Invalid dates (e.g., ‘March 35’) also represent a challenge. Many programming languages (e.g., Java) by default handle invalid dates in a lenient manner, meaning that a date such as ‘March 35’ would be converted to April 4. Care must also be taken when considering the interpretation of negative numbers. Depending on tokenization, a system might identify a number ‘1’ or ‘one’ but miss the ‘negative’ qualifier in front of it if it is written as ‘negative 1’ or ‘minus one’ as opposed to ‘-1’. Tools do exist to help with number normalization, [29, 30] and these should be considered when processing clinical text. Other tools have been developed to identify various concepts related to numbering including for Time (MedTime) [31] as well as cancer staging (e.g., ‘Stage III lung cancer’) and dimensions (MedKATp) [32]. Tokenization may also be important. A technical report about tokenization of MEDLINE abstracts briefly discusses how various tokenizers handle text including fractions [33]. A more recent paper noted the lack of focus on biomedical tokenization [34].
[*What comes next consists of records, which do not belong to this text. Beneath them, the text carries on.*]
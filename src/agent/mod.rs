//! The World Cup agent: a Gemini client paired with a system prompt and a
//! tool set.
//!
//! A turn sends the conversation to the model, answers any function calls
//! with the knowledge stubs, and repeats until the model produces text or the
//! round limit is hit.

pub mod session;

pub use session::{Session, SessionStats};

use crate::config::{Config, Credentials, Variant};
use crate::error::{Error, Result};
use crate::llm::{
    ConversationMessage, LlmClient, Part, Role, StopReason, ToolSet, Usage, WebSource,
};
use crate::{prompt, tools};
use serde::Serialize;
use std::collections::HashSet;
use tracing::{debug, info, warn};

/// Static description of an agent, for hosting runtimes and `card` output.
#[derive(Debug, Clone, Serialize, PartialEq, Eq)]
pub struct AgentCard {
    pub name: String,
    pub description: String,
    pub version: String,
    pub variant: Variant,
    pub model: String,
    pub tools: Vec<String>,
}

impl AgentCard {
    pub fn from_config(config: &Config) -> Self {
        let variant = config.variant();
        Self {
            name: variant.agent_name().into(),
            description: variant.description().into(),
            version: variant.version().into(),
            variant,
            model: config.model_name().into(),
            tools: tool_set(variant).names(),
        }
    }
}

/// The answer to one question.
#[derive(Debug, Clone, Default)]
pub struct Reply {
    pub text: String,
    /// Web pages the answer was grounded on, most relevant first.
    pub sources: Vec<WebSource>,
    pub search_queries: Vec<String>,
    pub usage: Usage,
    pub tool_calls: u32,
}

impl Reply {
    /// Answer text followed by a numbered source list when there is one.
    pub fn render(&self) -> String {
        let mut out = self.text.trim().to_string();
        if !self.sources.is_empty() {
            out.push_str("\n\n📚 Fuentes:");
            for (i, s) in self.sources.iter().enumerate() {
                out.push_str(&format!("\n  {}. {} <{}>", i + 1, s.title, s.uri));
            }
        }
        out
    }
}

pub fn tool_set(variant: Variant) -> ToolSet {
    match variant {
        Variant::Classic => ToolSet::Functions(tools::function_declarations()),
        Variant::Plus => ToolSet::GoogleSearch,
    }
}

pub struct FifaAgent {
    card: AgentCard,
    system_prompt: String,
    tools: ToolSet,
    llm: LlmClient,
    max_tool_rounds: u32,
    max_sources: usize,
}

impl FifaAgent {
    pub fn new(config: &Config, llm: LlmClient) -> Self {
        let variant = config.variant();
        let today = chrono::Local::now().date_naive();
        Self {
            card: AgentCard::from_config(config),
            system_prompt: prompt::system_prompt(variant, today),
            tools: tool_set(variant),
            llm,
            max_tool_rounds: config.agent.max_tool_rounds,
            max_sources: config.search.max_sources,
        }
    }

    pub fn card(&self) -> &AgentCard {
        &self.card
    }

    /// Answer `query` in the context of `session`.
    ///
    /// The exchange is only recorded in the session when the turn succeeds,
    /// so a failed question leaves the history untouched.
    pub async fn respond(&self, session: &mut Session, query: &str) -> Result<Reply> {
        if !tools::is_football_related(query) {
            debug!(query, "question has no football keywords");
        }

        let history = session.history();
        let mut turn = vec![ConversationMessage::user_text(query)];
        let mut usage = Usage::default();
        let mut tool_calls = 0u32;
        let mut rounds = 0u32;

        loop {
            let messages: Vec<ConversationMessage> =
                history.iter().chain(turn.iter()).cloned().collect();
            let response = self
                .llm
                .converse(&self.system_prompt, &messages, &self.tools)
                .await?;

            session.stats.accumulate(&response.usage);
            usage.prompt_tokens += response.usage.prompt_tokens;
            usage.output_tokens += response.usage.output_tokens;

            let calls = response.function_calls();
            if calls.is_empty() {
                let text = response.message.text();
                if text.trim().is_empty() {
                    return Err(Error::parse(format!(
                        "empty response from Gemini (stop reason: {:?})",
                        response.stop_reason
                    )));
                }
                if response.stop_reason != StopReason::EndTurn {
                    warn!(stop = ?response.stop_reason, "answer may be incomplete");
                }

                turn.push(response.message);
                session.commit(turn);

                let sources = rank_sources(response.grounding.sources, query, self.max_sources);
                info!(
                    agent = %self.card.name,
                    tool_calls,
                    sources = sources.len(),
                    prompt_tokens = usage.prompt_tokens,
                    output_tokens = usage.output_tokens,
                    "turn complete"
                );
                return Ok(Reply {
                    text,
                    sources,
                    search_queries: response.grounding.search_queries,
                    usage,
                    tool_calls,
                });
            }

            if rounds >= self.max_tool_rounds {
                warn!(rounds, "model still calling tools, giving up");
                return Err(Error::ToolLoop { rounds });
            }
            rounds += 1;

            turn.push(response.message);
            let mut results = Vec::with_capacity(calls.len());
            for (name, args) in calls {
                tool_calls += 1;
                session.stats.tool_calls += 1;
                let (response, is_error) = tools::dispatch(&name, &args);
                if is_error {
                    warn!(tool = %name, %response, "tool call rejected");
                }
                results.push(Part::FunctionResponse { name, response });
            }
            turn.push(ConversationMessage {
                role: Role::User,
                parts: results,
            });
        }
    }
}

/// Dedupe by URI, order by relevance to the question (stable), keep `limit`.
fn rank_sources(sources: Vec<WebSource>, query: &str, limit: usize) -> Vec<WebSource> {
    let mut seen = HashSet::new();
    let mut unique: Vec<WebSource> = sources
        .into_iter()
        .filter(|s| seen.insert(s.uri.clone()))
        .collect();
    unique.sort_by_key(|s| std::cmp::Reverse(tools::relevance(&s.title, query)));
    unique.truncate(limit);
    unique
}

/// Build an agent from `config`, with credentials taken from the environment.
pub async fn build_agent(config: &Config) -> Result<FifaAgent> {
    config.validate()?;
    let credentials = Credentials::from_env()?;
    debug!(?credentials, variant = ?config.variant(), "building agent");
    let llm = LlmClient::from_config(config, credentials).await?;
    Ok(FifaAgent::new(config, llm))
}

/// Entry point for hosting runtimes: the default configuration for `variant`.
pub async fn get_agent(variant: Variant) -> Result<FifaAgent> {
    let mut config = Config::default();
    config.agent.variant = variant;
    build_agent(&config).await
}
The issues described here are related to both semantic and syntactic heterogeneity, and are contributing factors limiting the widespread semantic interoperability of EHR data [35,36,37]. In some cases simple normalization to a canonical form should be easily achievable. In other cases, however, the complexities of natural language introduce challenges that will require additional work including disambiguation, intelligent tokenization, and sophisticated processing (e.g., machine learning). It will be important for those working with the free text data to understand the text being analyzed and have plans for how outlier situations (e.g., invalid dates) will be handled. It will also be important to utilize vocabularies or ontologies with broad coverage of synonyms, near synonyms, and lexical variants. For example, ‘TIIDM’ appeared in nearly 1000 notes in our dataset but that term variant for ‘type 2 diabetes mellitus’ is not present in the Unified Medical Language System (UMLS), whereas ‘T2DM’ is in UMLS.
Additional complexities not analyzed in the current work included variations in units, which can further complicate information extraction. For example, weights can be written as “pounds”, “lbs”, “lb”, “#”, and sometimes no unit might be provided, meaning that additional work would be needed to determine if English (pounds) or metric (kg) weights were being described.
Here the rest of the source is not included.